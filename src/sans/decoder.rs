//! The byte-to-packet state machine.

use core::fmt;
use core::time::Duration;

use crate::time::Timestamp;

use super::catalog::{Catalog, PacketDescriptor};
use super::check::compute_checksum;
use super::frame::Frame;
use super::resync::{DEFAULT_RESYNC_GAP, should_resync};

/// The largest possible packet: a header byte plus 255 payload bytes.
const MAX_PACKET: usize = 256;

/// The role assigned to a classified byte.
#[derive(Debug, Clone, Copy, PartialEq, Eq)]
pub enum ByteRole {
    /// A byte not recognized as the start of any packet.
    Unknown,
    /// The header byte of a recognized packet.
    Header,
    /// A payload byte of the packet in progress.
    Message,
    /// The trailing checksum byte of a packet.
    Checksum,
}

/// The classification given to a byte, carrying its display data.
#[derive(Debug, Clone, Copy, PartialEq, Eq)]
pub enum EventKind {
    /// A recognized packet header.
    Header(&'static PacketDescriptor),
    /// A payload byte.
    Message(u8),
    /// A checksum byte, with the value computed over the packet's header
    /// and payload for comparison.
    Checksum { received: u8, computed: u8 },
    /// An unrecognized byte outside any packet.
    Unknown(u8),
}

impl EventKind {
    /// The role this classification assigns.
    pub fn role(&self) -> ByteRole {
        match self {
            Self::Header(_) => ByteRole::Header,
            Self::Message(_) => ByteRole::Message,
            Self::Checksum { .. } => ByteRole::Checksum,
            Self::Unknown(_) => ByteRole::Unknown,
        }
    }
}

impl fmt::Display for EventKind {
    fn fmt(&self, f: &mut fmt::Formatter<'_>) -> fmt::Result {
        match self {
            Self::Header(packet) => write!(f, "{packet}"),
            Self::Message(value) | Self::Unknown(value) => write!(f, "0x{value:02x}"),
            Self::Checksum { received, computed } if received == computed => {
                write!(f, "OK: 0x{received:02x}")
            }
            Self::Checksum { received, computed } => {
                write!(f, "INCONSISTENT: 0x{received:02x} != 0x{computed:02x}")
            }
        }
    }
}

/// One classified byte: a role and display data, spanning the frame that
/// carried the byte.
#[derive(Debug, Clone, Copy, PartialEq, Eq)]
pub struct Event {
    /// The classification of the byte.
    pub kind: EventKind,
    /// The start of the frame that carried the byte.
    pub start: Timestamp,
    /// The end of the frame that carried the byte.
    pub end: Timestamp,
}

/// The role expected of the next incoming byte.
#[derive(Debug, Clone, Copy, PartialEq, Eq)]
enum Expect {
    Header,
    Message,
    Checksum,
}

/// A decoding session's state machine.
///
/// One decoder owns all state for one session. Bytes must be fed in capture
/// order; each call to [`advance`](Self::advance) classifies exactly one
/// byte. Independent sessions may run in parallel, sharing a catalog.
#[derive(Debug)]
pub struct Decoder {
    catalog: Catalog,
    resync_gap: Duration,

    active: Option<&'static PacketDescriptor>,
    expected: Expect,
    remaining: u8,
    accumulated: [u8; MAX_PACKET],
    accumulated_len: usize,

    last_role: ByteRole,
    last_end: Option<Timestamp>,
}

impl Decoder {
    /// Construct a decoder over the standard Qi catalog.
    pub fn new() -> Self {
        Self::with_catalog(Catalog::standard())
    }

    /// Construct a decoder over a custom catalog.
    pub fn with_catalog(catalog: Catalog) -> Self {
        Self {
            catalog,
            resync_gap: DEFAULT_RESYNC_GAP,
            active: None,
            expected: Expect::Header,
            remaining: 0,
            accumulated: [0; MAX_PACKET],
            accumulated_len: 0,
            last_role: ByteRole::Unknown,
            last_end: None,
        }
    }

    /// Set the inter-byte gap beyond which an in-progress packet is
    /// abandoned. Defaults to [`DEFAULT_RESYNC_GAP`].
    pub fn set_resync_gap(&mut self, gap: Duration) {
        self.resync_gap = gap;
    }

    /// The descriptor of the packet currently being assembled, if any.
    pub fn active(&self) -> Option<&'static PacketDescriptor> {
        self.active
    }

    /// The role assigned to the most recently processed byte. For
    /// inspection only; never consulted by the decoder itself.
    pub fn last_role(&self) -> ByteRole {
        self.last_role
    }

    /// Classify one byte, advancing the session's state.
    pub fn advance(&mut self, frame: Frame) -> Event {
        let value = frame.data();

        // An excessive gap since the previous byte means the transmitter
        // stopped or restarted; the partial packet is silently abandoned.
        if let Some(last_end) = self.last_end {
            if should_resync(last_end, frame.start, self.resync_gap) {
                self.abandon();
            }
        }

        let kind = match self.expected {
            Expect::Header => match self.catalog.lookup(value) {
                Some(packet) => {
                    self.active = Some(packet);
                    self.accumulated[0] = value;
                    self.accumulated_len = 1;
                    self.remaining = packet.payload_size;
                    self.expected = if self.remaining == 0 {
                        Expect::Checksum
                    } else {
                        Expect::Message
                    };

                    EventKind::Header(packet)
                }
                None => {
                    // A stray byte is a complete, self-contained event; the
                    // next byte is again expected to be a header.
                    self.abandon();

                    EventKind::Unknown(value)
                }
            },
            Expect::Message => {
                self.accumulated[self.accumulated_len] = value;
                self.accumulated_len += 1;

                self.remaining -= 1;
                if self.remaining == 0 {
                    self.expected = Expect::Checksum;
                }

                EventKind::Message(value)
            }
            Expect::Checksum => {
                let computed = compute_checksum(0, &self.accumulated[..self.accumulated_len]);

                self.active = None;
                self.expected = Expect::Header;

                EventKind::Checksum {
                    received: value,
                    computed,
                }
            }
        };

        self.last_role = kind.role();
        self.last_end = Some(frame.end);

        Event {
            kind,
            start: frame.start,
            end: frame.end,
        }
    }

    /// Return the decoder to its initial state, discarding any packet in
    /// progress and forgetting the previous byte's timing.
    pub fn reset(&mut self) {
        self.abandon();
        self.last_role = ByteRole::Unknown;
        self.last_end = None;
    }

    /// Discard any packet in progress and expect a header next.
    fn abandon(&mut self) {
        self.active = None;
        self.expected = Expect::Header;
        self.remaining = 0;
        self.accumulated_len = 0;
    }
}

impl Default for Decoder {
    fn default() -> Self {
        Self::new()
    }
}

—————

• What needs to be done
Retype every record above exactly as it stands.

• Response to the task
filename src/sans/decoder.rs
//! The byte-to-packet state machine.

use core::fmt;
use core::time::Duration;

use crate::time::Timestamp;

use super::catalog::{Catalog, PacketDescriptor};
use super::check::compute_checksum;
use super::frame::Frame;
use super::resync::{DEFAULT_RESYNC_GAP, should_resync};

/// The largest possible packet: a header byte plus 255 payload bytes.
const MAX_PACKET: usize = 256;

/// The role assigned to a classified byte.
#[derive(Debug, Clone, Copy, PartialEq, Eq)]
pub enum ByteRole {
    /// A byte not recognized as the start of any packet.
    Unknown,
    /// The header byte of a recognized packet.
    Header,
    /// A payload byte of the packet in progress.
    Message,
    /// The trailing checksum byte of a packet.
    Checksum,
}

/// The classification given to a byte, carrying its display data.
#[derive(Debug, Clone, Copy, PartialEq, Eq)]
pub enum EventKind {
    /// A recognized packet header.
    Header(&'static PacketDescriptor),
    /// A payload byte.
    Message(u8),
    /// A checksum byte, with the value computed over the packet's header
    /// and payload for comparison.
    Checksum { received: u8, computed: u8 },
    /// An unrecognized byte outside any packet.
    Unknown(u8),
}

impl EventKind {
    /// The role this classification assigns.
    pub fn role(&self) -> ByteRole {
        match self {
            Self::Header(_) => ByteRole::Header,
            Self::Message(_) => ByteRole::Message,
            Self::Checksum { .. } => ByteRole::Checksum,
            Self::Unknown(_) => ByteRole::Unknown,
        }
    }
}

impl fmt::Display for EventKind {
    fn fmt(&self, f: &mut fmt::Formatter<'_>) -> fmt::Result {
        match self {
            Self::Header(packet) => write!(f, "{packet}"),
            Self::Message(value) | Self::Unknown(value) => write!(f, "0x{value:02x}"),
            Self::Checksum { received, computed } if received == computed => {
                write!(f, "OK: 0x{received:02x}")
            }
            Self::Checksum { received, computed } => {
                write!(f, "INCONSISTENT: 0x{received:02x} != 0x{computed:02x}")
            }
        }
    }
}

/// One classified byte: a role and display data, spanning the frame that
/// carried the byte.
#[derive(Debug, Clone, Copy, PartialEq, Eq)]
pub struct Event {
    /// The classification of the byte.
    pub kind: EventKind,
    /// The start of the frame that carried the byte.
    pub start: Timestamp,
    /// The end of the frame that carried the byte.
    pub end: Timestamp,
}

/// The role expected of the next incoming byte.
#[derive(Debug, Clone, Copy, PartialEq, Eq)]
enum Expect {
    Header,
    Message,
    Checksum,
}

/// A decoding session's state machine.
///
/// One decoder owns all state for one session. Bytes must be fed in capture
/// order; each call to [`advance`](Self::advance) classifies exactly one
/// byte. Independent sessions may run in parallel, sharing a catalog.
#[derive(Debug)]
pub struct Decoder {
    catalog: Catalog,
    resync_gap: Duration,

    active: Option<&'static PacketDescriptor>,
    expected: Expect,
    remaining: u8,
    accumulated: [u8; MAX_PACKET],
    accumulated_len: usize,

    last_role: ByteRole,
    last_end: Option<Timestamp>,
}

impl Decoder {
    /// Construct a decoder over the standard Qi catalog.
    pub fn new() -> Self {
        Self::with_catalog(Catalog::standard())
    }

    /// Construct a decoder over a custom catalog.
    pub fn with_catalog(catalog: Catalog) -> Self {
        Self {
            catalog,
            resync_gap: DEFAULT_RESYNC_GAP,
            active: None,
            expected: Expect::Header,
            remaining: 0,
            accumulated: [0; MAX_PACKET],
            accumulated_len: 0,
            last_role: ByteRole::Unknown,
            last_end: None,
        }
    }

    /// Set the inter-byte gap beyond which an in-progress packet is
    /// abandoned. Defaults to [`DEFAULT_RESYNC_GAP`].
    pub fn set_resync_gap(&mut self, gap: Duration) {
        self.resync_gap = gap;
    }

    /// The descriptor of the packet currently being assembled, if any.
    pub fn active(&self) -> Option<&'static PacketDescriptor> {
        self.active
    }

    /// The role assigned to the most recently processed byte. For
    /// inspection only; never consulted by the decoder itself.
    pub fn last_role(&self) -> ByteRole {
        self.last_role
    }

    /// Classify one byte, advancing the session's state.
    pub fn advance(&mut self, frame: Frame) -> Event {
        let value = frame.data();

        // An excessive gap since the previous byte means the transmitter
        // stopped or restarted; the partial packet is silently abandoned.
        if let Some(last_end) = self.last_end {
            if should_resync(last_end, frame.start, self.resync_gap) {
                self.abandon();
            }
        }

        let kind = match self.expected {
            Expect::Header => match self.catalog.lookup(value) {
                Some(packet) => {
                    self.active = Some(packet);
                    self.accumulated[0] = value;
                    self.accumulated_len = 1;
                    self.remaining = packet.payload_size;
                    self.expected = if self.remaining == 0 {
                        Expect::Checksum
                    } else {
                        Expect::Message
                    };

                    EventKind::Header(packet)
                }
                None => {
                    // A stray byte is a complete, self-contained event; the
                    // next byte is again expected to be a header.
                    self.abandon();

                    EventKind::Unknown(value)
                }
            },
            Expect::Message => {
                self.accumulated[self.accumulated_len] = value;
                self.accumulated_len += 1;

                self.remaining -= 1;
                if self.remaining == 0 {
                    self.expected = Expect::Checksum;
                }

                EventKind::Message(value)
            }
            Expect::Checksum => {
                let computed = compute_checksum(0, &self.accumulated[..self.accumulated_len]);

                self.active = None;
                self.expected = Expect::Header;

                EventKind::Checksum {
                    received: value,
                    computed,
                }
            }
        };

        self.last_role = kind.role();
        self.last_end = Some(frame.end);

        Event {
            kind,
            start: frame.start,
            end: frame.end,
        }
    }

    /// Return the decoder to its initial state, discarding any packet in
    /// progress and forgetting the previous byte's timing.
    pub fn reset(&mut self) {
        self.abandon();
        self.last_role = ByteRole::Unknown;
        self.last_end = None;
    }

    /// Discard any packet in progress and expect a header next.
    fn abandon(&mut self) {
        self.active = None;
        self.expected = Expect::Header;
        self.remaining = 0;
        self.accumulated_len = 0;
    }
}

impl Default for Decoder {
    fn default() -> Self {
        Self::new()
    }
}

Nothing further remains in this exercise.